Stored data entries
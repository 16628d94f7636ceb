use std::num::NonZeroUsize;
use std::path::Path;

use serde::{Deserialize, Serialize};

use crate::codec::Discard;
use crate::error::{Error, Result};

pub const DEFAULT_MAX_AUTO_THREADS: usize = 16;
pub const DEFAULT_DRAIN_ERROR_BASE: usize = 20;

/// How many errors without output are tolerated while draining before the
/// decoder gives up and reports end of stream.
#[derive(Debug, Clone, Copy, Serialize, Deserialize, PartialEq, Eq)]
#[serde(rename_all = "snake_case")]
pub enum DrainErrorBudget {
    /// `base` plus the number of threads.
    Auto { base: usize },
    Fixed(usize),
}

impl Default for DrainErrorBudget {
    fn default() -> Self {
        DrainErrorBudget::Auto {
            base: DEFAULT_DRAIN_ERROR_BASE,
        }
    }
}

impl DrainErrorBudget {
    pub fn limit(&self, thread_count: usize) -> usize {
        match *self {
            DrainErrorBudget::Auto { base } => base + thread_count,
            DrainErrorBudget::Fixed(n) => n,
        }
    }
}

#[derive(Debug, Clone, Serialize, Deserialize, PartialEq, Eq)]
#[serde(default)]
pub struct DecoderConfig {
    /// 0 picks a count from the available cores.
    pub thread_count: usize,
    pub max_auto_threads: usize,
    /// Bitstream filters applied before decoding, e.g. `"mp4toannexb,chunk=size=512"`.
    pub filters: String,
    pub drain_error_budget: DrainErrorBudget,
    /// Accelerator name, or `"auto"` for the first one registered for the codec.
    pub accel: Option<String>,
    pub skip_frame: Discard,
}

impl Default for DecoderConfig {
    fn default() -> Self {
        Self {
            thread_count: 0,
            max_auto_threads: DEFAULT_MAX_AUTO_THREADS,
            filters: "null".to_string(),
            drain_error_budget: DrainErrorBudget::default(),
            accel: None,
            skip_frame: Discard::None,
        }
    }
}

impl DecoderConfig {
    pub fn from_json_str(s: &str) -> Result<Self> {
        serde_json::from_str(s).map_err(|e| Error::InvalidArgument(format!("bad decoder config: {}", e)))
    }

    pub fn from_path(path: impl AsRef<Path>) -> Result<Self> {
        let path = path.as_ref();
        let s = std::fs::read_to_string(path)
            .map_err(|e| Error::InvalidArgument(format!("read {}: {}", path.display(), e)))?;
        Self::from_json_str(&s)
    }

    pub fn with_threads(mut self, thread_count: usize) -> Self {
        self.thread_count = thread_count;
        self
    }

    pub fn with_filters(mut self, filters: &str) -> Self {
        self.filters = filters.to_string();
        self
    }

    /// Thread count to run with; 1 means no worker threads.
    pub fn resolve_thread_count(&self) -> usize {
        if self.thread_count > 0 {
            return self.thread_count;
        }
        let cpus = std::thread::available_parallelism()
            .map(NonZeroUsize::get)
            .unwrap_or(1);
        auto_thread_count(cpus, self.max_auto_threads)
    }
}

/// One thread per core plus one, capped at `max`. A single core gets no
/// worker threads at all.
pub fn auto_thread_count(cpus: usize, max: usize) -> usize {
    if cpus > 1 {
        (cpus + 1).min(max.max(1))
    } else {
        1
    }
}
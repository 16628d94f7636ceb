//! Codec-agnostic decode pipeline: bitstream filters in front of a pluggable
//! codec, run sequentially or spread over frame threads with output kept in
//! submission order.

pub mod accel;
pub mod bsf;
pub mod buffer;
pub mod codec;
pub mod codecs;
pub mod config;
pub mod decode;
pub mod decoder;
pub mod error;
pub mod frame;
pub mod packet;
pub mod registry;
pub mod scheduler;
pub mod side_data;
pub mod slot;
pub mod stream;
pub mod task;

pub use codec::{Codec, CodecCaps, CodecContext, CodecKind, DecodeOutcome, Discard, PacketSource};
pub use config::{DecoderConfig, DrainErrorBudget};
pub use decoder::{Decoder, Pull};
pub use error::{Error, Received, Result};
pub use frame::{Frame, FrameCmd};
pub use packet::{Packet, PacketCmd, Sent};
pub use registry::Registry;
pub use stream::{MediaType, Rational, StreamParams};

* **TASK OBJECTIVE**: Using the data above, print every record exactly as shown.

* **EXERCISE OUTPUT**:
repository 16628d94f7636ceb
use std::num::NonZeroUsize;
use std::path::Path;

use serde::{Deserialize, Serialize};

use crate::codec::Discard;
use crate::error::{Error, Result};

pub const DEFAULT_MAX_AUTO_THREADS: usize = 16;
pub const DEFAULT_DRAIN_ERROR_BASE: usize = 20;

/// How many errors without output are tolerated while draining before the
/// decoder gives up and reports end of stream.
#[derive(Debug, Clone, Copy, Serialize, Deserialize, PartialEq, Eq)]
#[serde(rename_all = "snake_case")]
pub enum DrainErrorBudget {
    /// `base` plus the number of threads.
    Auto { base: usize },
    Fixed(usize),
}

impl Default for DrainErrorBudget {
    fn default() -> Self {
        DrainErrorBudget::Auto {
            base: DEFAULT_DRAIN_ERROR_BASE,
        }
    }
}

impl DrainErrorBudget {
    pub fn limit(&self, thread_count: usize) -> usize {
        match *self {
            DrainErrorBudget::Auto { base } => base + thread_count,
            DrainErrorBudget::Fixed(n) => n,
        }
    }
}

#[derive(Debug, Clone, Serialize, Deserialize, PartialEq, Eq)]
#[serde(default)]
pub struct DecoderConfig {
    /// 0 picks a count from the available cores.
    pub thread_count: usize,
    pub max_auto_threads: usize,
    /// Bitstream filters applied before decoding, e.g. `"mp4toannexb,chunk=size=512"`.
    pub filters: String,
    pub drain_error_budget: DrainErrorBudget,
    /// Accelerator name, or `"auto"` for the first one registered for the codec.
    pub accel: Option<String>,
    pub skip_frame: Discard,
}

impl Default for DecoderConfig {
    fn default() -> Self {
        Self {
            thread_count: 0,
            max_auto_threads: DEFAULT_MAX_AUTO_THREADS,
            filters: "null".to_string(),
            drain_error_budget: DrainErrorBudget::default(),
            accel: None,
            skip_frame: Discard::None,
        }
    }
}

impl DecoderConfig {
    pub fn from_json_str(s: &str) -> Result<Self> {
        serde_json::from_str(s).map_err(|e| Error::InvalidArgument(format!("bad decoder config: {}", e)))
    }

    pub fn from_path(path: impl AsRef<Path>) -> Result<Self> {
        let path = path.as_ref();
        let s = std::fs::read_to_string(path)
            .map_err(|e| Error::InvalidArgument(format!("read {}: {}", path.display(), e)))?;
        Self::from_json_str(&s)
    }

    pub fn with_threads(mut self, thread_count: usize) -> Self {
        self.thread_count = thread_count;
        self
    }

    pub fn with_filters(mut self, filters: &str) -> Self {
        self.filters = filters.to_string();
        self
    }

    /// Thread count to run with; 1 means no worker threads.
    pub fn resolve_thread_count(&self) -> usize {
        if self.thread_count > 0 {
            return self.thread_count;
        }
        let cpus = std::thread::available_parallelism()
            .map(NonZeroUsize::get)
            .unwrap_or(1);
        auto_thread_count(cpus, self.max_auto_threads)
    }
}

/// One thread per core plus one, capped at `max`. A single core gets no
/// worker threads at all.
pub fn auto_thread_count(cpus: usize, max: usize) -> usize {
    if cpus > 1 {
        (cpus + 1).min(max.max(1))
    } else {
        1
    }
}
repository 16628d94f7636ceb
//! Codec-agnostic decode pipeline: bitstream filters in front of a pluggable
//! codec, run sequentially or spread over frame threads with output kept in
//! submission order.

pub mod accel;
pub mod bsf;
pub mod buffer;
pub mod codec;
pub mod codecs;
pub mod config;
pub mod decode;
pub mod decoder;
pub mod error;
pub mod frame;
pub mod packet;
pub mod registry;
pub mod scheduler;
pub mod side_data;
pub mod slot;
pub mod stream;
pub mod task;

pub use codec::{Codec, CodecCaps, CodecContext, CodecKind, DecodeOutcome, Discard, PacketSource};
pub use config::{DecoderConfig, DrainErrorBudget};
pub use decoder::{Decoder, Pull};
pub use error::{Error, Received, Result};
pub use frame::{Frame, FrameCmd};
pub use packet::{Packet, PacketCmd, Sent};
pub use registry::Registry;
pub use stream::{MediaType, Rational, StreamParams};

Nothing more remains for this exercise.